When you pay your employees, you don’t pay them all the money they earned. The federal income tax and employees’ share of social security and Medicare taxes that you withhold from your employees’ paychecks are part of their wages that you pay to the U.S. Treasury instead of to your employees. Your employees “trust” that you will pay the withheld taxes to the U.S. Treasury by making federal tax deposits. This is the reason that these withheld taxes are called “trust fund taxes.”

If federal income, social security, or Medicare taxes that must be withheld aren’t either 1) withheld or 2) deposited or paid to the U.S. Treasury, the government can charge a very serious penalty called the Trust Fund Recovery Penalty (TFRP). If you are looking at an IRS Account Transcript for your SSN (or a tax lien), you may see notations for Civil Penalty, CIV-PEN, or 6672 Penalty. To get a better understanding of trust-fund taxes, you should also understand non-trust fund taxes.

What Are Non-Trust Fund Taxes?

Employers must match their employees’ Social Security and Medicare contributions. Those matching amounts are considered non-trust fund taxes. The IRS typically only holds a business responsible for non-trust fund taxes if they aren’t paid to the government. It does not hold individuals responsible. However, the exact liability rules depend on your business structure. If the business is “self-employed” or the sole principal of an LLC, a person may be held personally responsible for both trust-fund and non-trust fund taxes.

How Much Is the Trust Fund Recovery Penalty Amount?

The Tax Fund Recovery Penalty is not small. In fact, it is equal to 100% of the amount of taxes that were unpaid. Once again, that includes any income taxes withheld from an employee’s paycheck plus the employee’s Social Security and Medicare contributions. Note that Social Security and Medicare contributions are also referred to as FICA (Federal Insurance Contributions Act) taxes.

To illustrate, let’s say you paid an employee $2,000. You noted on the paycheck stub that you withheld $200 for income tax plus $124 for Social Security and $29 for Medicare. However, you didn’t send any of that money to the IRS. In that case, the unpaid tax bill is $353. You owe that amount plus that amount again as a penalty. That effectively doubles your bill!

Who Can Be Responsible for the TFRP?

If these unpaid taxes can’t be immediately collected from the employer or business, the TFRP may be imposed on all persons who are determined by the IRS to be responsible for collecting, accounting for, or paying over these taxes, and who acted “willfully” in not doing so. That includes owners, CEOs, and directors, but it can also include employees, third party payroll administrators, outside accountants, and bookkeepers.

To establish responsibility, the IRS has to prove two things. First, that the individual in question was responsible for remitting the taxes (i.e. the responsible party). Second, the individual must aware that the taxes were due and purposefully or willfully ignored the law (i.e. willfulness). For example, if you or someone related to your organization took the money set outside for payroll and income taxes and used it to pay another bill, that’s a clear sign of willfulness.

How does the IRS Assess a TFRP?

If the IRS believes that a company hasn’t been paying its trust fund taxes, a Revenue Officer from the IRS starts an assessment to identify the responsible party. As part of that process, the IRS requests multiple documents and lots of information from the company. This documentation includes bank statements and canceled checks, but it also includes details about who has passwords for online accounts and who knows PINs for bank cards. Basically, the IRS wants to see who’s paying the bills, who’s controlling the money, and where the money is going. They will also want to conduct an interview known as a 4180 interview (which is based on IRS-Form-4180).

Once the IRS identifies who was responsible and willful, they will assess the penalty.
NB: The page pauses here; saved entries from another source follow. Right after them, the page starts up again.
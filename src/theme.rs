use iced::{Background, Color, Font};

/// Nerd Font looked up by family name; falls back to the system monospace
/// when it isn't installed.
pub const fn nerd_font(name: &'static str) -> Font {
    Font {
        family: iced::font::Family::Name(name),
        weight: iced::font::Weight::Normal,
        stretch: iced::font::Stretch::Normal,
        style: iced::font::Style::Normal,
    }
}

pub const NOTCH_FONT: Font = nerd_font("JetBrainsMono Nerd Font");

/// Colors and font sizes for the notch. The notch always blends into the
/// bezel, so there is only a dark palette.
pub struct NotchColors {
    pub notch_bg: Color,
    pub text: Color,
    pub muted: Color,
    pub accent: Color,
    /// Mic indicator when muted.
    pub alert: Color,
    pub peek_text: f32,
    pub body_text: f32,
    pub title_text: f32,
}

impl NotchColors {
    pub fn dark() -> Self {
        Self {
            notch_bg: Color::BLACK,
            text: Color {
                r: 1.0,
                g: 1.0,
                b: 1.0,
                a: 0.9,
            },
            muted: Color {
                r: 1.0,
                g: 1.0,
                b: 1.0,
                a: 0.45,
            },
            accent: Color {
                r: 1.0,
                g: 0.78,
                b: 0.0,
                a: 1.0,
            },
            alert: Color {
                r: 0.9,
                g: 0.2,
                b: 0.2,
                a: 1.0,
            },
            peek_text: 12.0,
            body_text: 13.0,
            title_text: 15.0,
        }
    }

    /// Black body with rounded bottom corners only, flush against the top
    /// edge.
    pub fn notch_style(&self, radius: f32) -> impl Fn(&iced::Theme) -> iced::widget::container::Style {
        let color = self.notch_bg;
        move |_theme: &iced::Theme| iced::widget::container::Style {
            background: Some(Background::Color(color)),
            border: iced::Border {
                radius: iced::border::Radius {
                    top_left: 0.0,
                    top_right: 0.0,
                    bottom_right: radius,
                    bottom_left: radius,
                },
                ..Default::default()
            },
            ..Default::default()
        }
    }
}
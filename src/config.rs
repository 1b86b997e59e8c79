use std::path::{Path, PathBuf};
use std::time::{Duration, SystemTime};

use anyhow::Context;
use serde::{Deserialize, Serialize};

use crate::events::{Event, EventSender};

/// Preference file mtime poll interval.
const WATCH_INTERVAL: Duration = Duration::from_secs(2);

/// User preferences, read from `preferences.json`. Missing fields take their
/// defaults so older files keep loading.
#[derive(Debug, Clone, PartialEq, Serialize, Deserialize)]
#[serde(default)]
pub struct Preferences {
    /// Replacement mode. When off, only music overlays are shown.
    pub hud_replacement: bool,
    /// Display the notch lives on in single-display mode.
    pub selected_display: Option<String>,
    pub show_on_all_displays: bool,
    /// Default sneak-peek duration and pointer-leave close delay.
    pub auto_hide_wait_ms: u64,
    /// Pointer-enter open delay.
    pub hover_delay_ms: u64,
    /// Keep the last pane after closing instead of returning Home.
    pub remember_last_view: bool,
    pub debug_logging: bool,
}

impl Default for Preferences {
    fn default() -> Self {
        Self {
            hud_replacement: true,
            selected_display: None,
            show_on_all_displays: false,
            auto_hide_wait_ms: 3000,
            hover_delay_ms: 250,
            remember_last_view: false,
            debug_logging: false,
        }
    }
}

impl Preferences {
    pub fn auto_hide_wait(&self) -> Duration {
        Duration::from_millis(self.auto_hide_wait_ms)
    }

    pub fn hover_delay(&self) -> Duration {
        Duration::from_millis(self.hover_delay_ms)
    }

    pub fn load(path: &Path) -> anyhow::Result<Self> {
        let content = std::fs::read_to_string(path).unwrap_or_default();
        if content.trim().is_empty() {
            return Ok(Self::default());
        }
        serde_json::from_str(&content)
            .with_context(|| format!("invalid preferences in {}", path.display()))
    }

    pub fn save(&self, path: &Path) -> anyhow::Result<()> {
        write_json(path, self)
    }
}

/// Hardware state mirrored to disk independently of what the notch shows.
#[derive(Debug, Clone, Default, PartialEq, Serialize, Deserialize)]
#[serde(default)]
pub struct StatusMirror {
    pub mic_muted: bool,
}

impl StatusMirror {
    pub fn load(path: &Path) -> anyhow::Result<Self> {
        let content = std::fs::read_to_string(path).unwrap_or_default();
        if content.trim().is_empty() {
            return Ok(Self::default());
        }
        Ok(serde_json::from_str(&content)?)
    }

    pub fn save(&self, path: &Path) -> anyhow::Result<()> {
        write_json(path, self)
    }
}

fn write_json<T: Serialize>(path: &Path, value: &T) -> anyhow::Result<()> {
    if let Some(parent) = path.parent() {
        std::fs::create_dir_all(parent)
            .with_context(|| format!("cannot create {}", parent.display()))?;
    }
    let json = serde_json::to_string_pretty(value)?;
    std::fs::write(path, json).with_context(|| format!("cannot write {}", path.display()))?;
    Ok(())
}

pub fn config_dir() -> PathBuf {
    dirs::config_dir()
        .or_else(|| dirs::home_dir().map(|h| h.join(".config")))
        .unwrap_or_else(|| PathBuf::from("/tmp"))
        .join("notch-hud")
}

pub fn preferences_path() -> PathBuf {
    config_dir().join("preferences.json")
}

pub fn status_path() -> PathBuf {
    config_dir().join("status.json")
}

/// Load preferences from the default location. A broken file falls back to
/// defaults.
pub fn load_startup_preferences() -> Preferences {
    match Preferences::load(&preferences_path()) {
        Ok(p) => p,
        Err(e) => {
            tracing::warn!("{e:#}; using default preferences");
            Preferences::default()
        }
    }
}

/// Display named by `NOTCH_HUD_SCREEN`. It outranks `selected_display` for
/// this process only and is never written back to the preference file.
pub fn screen_override() -> Option<String> {
    let name = std::env::var("NOTCH_HUD_SCREEN").ok().filter(|s| !s.is_empty())?;
    tracing::info!("target screen: {name} (from NOTCH_HUD_SCREEN)");
    Some(name)
}

fn modified(path: &Path) -> Option<SystemTime> {
    std::fs::metadata(path).and_then(|m| m.modified()).ok()
}

/// Watch the preference file and publish every successfully parsed change.
/// Runs until the bus is dropped.
pub fn watch_preferences(tx: EventSender) {
    let path = preferences_path();
    let mut last_mtime = modified(&path);
    loop {
        std::thread::sleep(WATCH_INTERVAL);
        let mtime = modified(&path);
        if mtime == last_mtime {
            continue;
        }
        last_mtime = mtime;
        match Preferences::load(&path) {
            Ok(prefs) => {
                tracing::debug!("preferences changed on disk");
                if !tx.send(Event::PreferencesChanged(prefs)) {
                    return;
                }
            }
            Err(e) => tracing::warn!("{e:#}; keeping current preferences"),
        }
    }
}

#[cfg(test)]
mod tests {
    use super::*;

    fn scratch(name: &str) -> PathBuf {
        std::env::temp_dir()
            .join(format!("notch-hud-test-{}", std::process::id()))
            .join(name)
    }

    #[test]
    fn missing_fields_take_defaults() {
        let prefs: Preferences =
            serde_json::from_str(r#"{"selected_display": "DP-1"}"#).unwrap();
        assert_eq!(prefs.selected_display.as_deref(), Some("DP-1"));
        assert!(prefs.hud_replacement);
        assert_eq!(prefs.auto_hide_wait(), Duration::from_secs(3));
        assert_eq!(prefs.hover_delay(), Duration::from_millis(250));
    }

    #[test]
    fn missing_file_is_default() {
        let prefs = Preferences::load(&scratch("does-not-exist.json")).unwrap();
        assert_eq!(prefs, Preferences::default());
    }

    #[test]
    fn invalid_file_is_an_error() {
        let path = scratch("broken.json");
        std::fs::create_dir_all(path.parent().unwrap()).unwrap();
        std::fs::write(&path, "{ not json").unwrap();
        assert!(Preferences::load(&path).is_err());
    }

    #[test]
    fn save_then_load_preserves_selection() {
        let path = scratch("nested/preferences.json");
        let prefs = Preferences {
            selected_display: Some("HDMI-A-1".into()),
            show_on_all_displays: true,
            ..Preferences::default()
        };
        prefs.save(&path).unwrap();
        assert_eq!(Preferences::load(&path).unwrap(), prefs);
    }

    #[test]
    fn status_mirror_persists_mic() {
        let path = scratch("status.json");
        StatusMirror { mic_muted: true }.save(&path).unwrap();
        assert!(StatusMirror::load(&path).unwrap().mic_muted);
    }
}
What Forms Are Involved in the TFRP?

If the IRS thinks you are responsible, you will receive Letter 1153. This is the notice the IRS sends when the business has refused to pay the payroll taxes, and the IRS has decided to hold an individual personally responsible for the debt. Accompanying this letter is Form 2751.

Signing Form 2751 is an admission that a person is responsible for the unpaid payroll tax. Once the form is signed, it is almost impossible to reverse it. The only way to change the admission is to hire an attorney who can argue that you were coerced into signing. As such, if a person doesn’t agree with the letter, then it is not advised to Form 2751. The notice gives you 60 days to appeal, and to do so, you need to prove that you were not responsible for the unpaid tax debt.

What Is the Statute of Limitations on the TFRP?

If the IRS assesses a penalty, it has up to 10 years to collect it. During that time, if you have not made arrangements to settle/pay the penalties, then you can be subject to “enforced collections” (i.e. the IRS attempting to seize assets, garnish wages, offset refunds, etc.).

However, the IRS only has 3 years to assess the penalty. This clock starts ticking on April 15 after the year the trust fund taxes were due to be filed. For instance, let’s say a company was supposed to pay some trust fund taxes in October 2019. The IRS has three years from April 15, 2020 to assess the penalty. If the IRS doesn’t do anything by April 14, 2023, it can’t do anything after that date.

How Can You Settle the Penalty?

Like other types of tax debt, there are options to pay this penalty. If you don’t have the full payment, you can apply for a payment plan (a.k.a installment agreement). Alternatively, you can try to settle the debt for less than you owe through the offer in compromise program or through a partial payment installment agreement.

The important thing to note is that you should contact the IRS and set up an arrangement before the IRS tries to garnish your wages or seize your assets. It is also important to note that these penalties can not be discharged in bankruptcy.

Need help with your payroll tax problems?

If you have unpaid payroll taxes, have been assessed the TFRP, need a payroll provider to help you get back on track or just have tax debt in general, we can help! Simply click this link to our parent company site and complete the form at the bottom, shoot us an email via the address in the footer or give us a call.

In doing so, we’ll send you our FREE special report entitled 5 Questions To Ask Any Tax Resolution Firm Before Paying Them A Dime, a comprehensive 30-minute Tax Debt Settlement Analysis AND your personalized Tax Resolution Plan (a package valued at $175, but FREE to you for a limited time).

5 Payroll Essentials Every Employer Should Know

Once you’ve hired your first employee, then you must make sure they get paid right? Well, we’ve seen some of the mistakes that employers typically make when they first start running payroll. This post will talk about the most important elements of processing payroll so that you don’t wind up in trouble.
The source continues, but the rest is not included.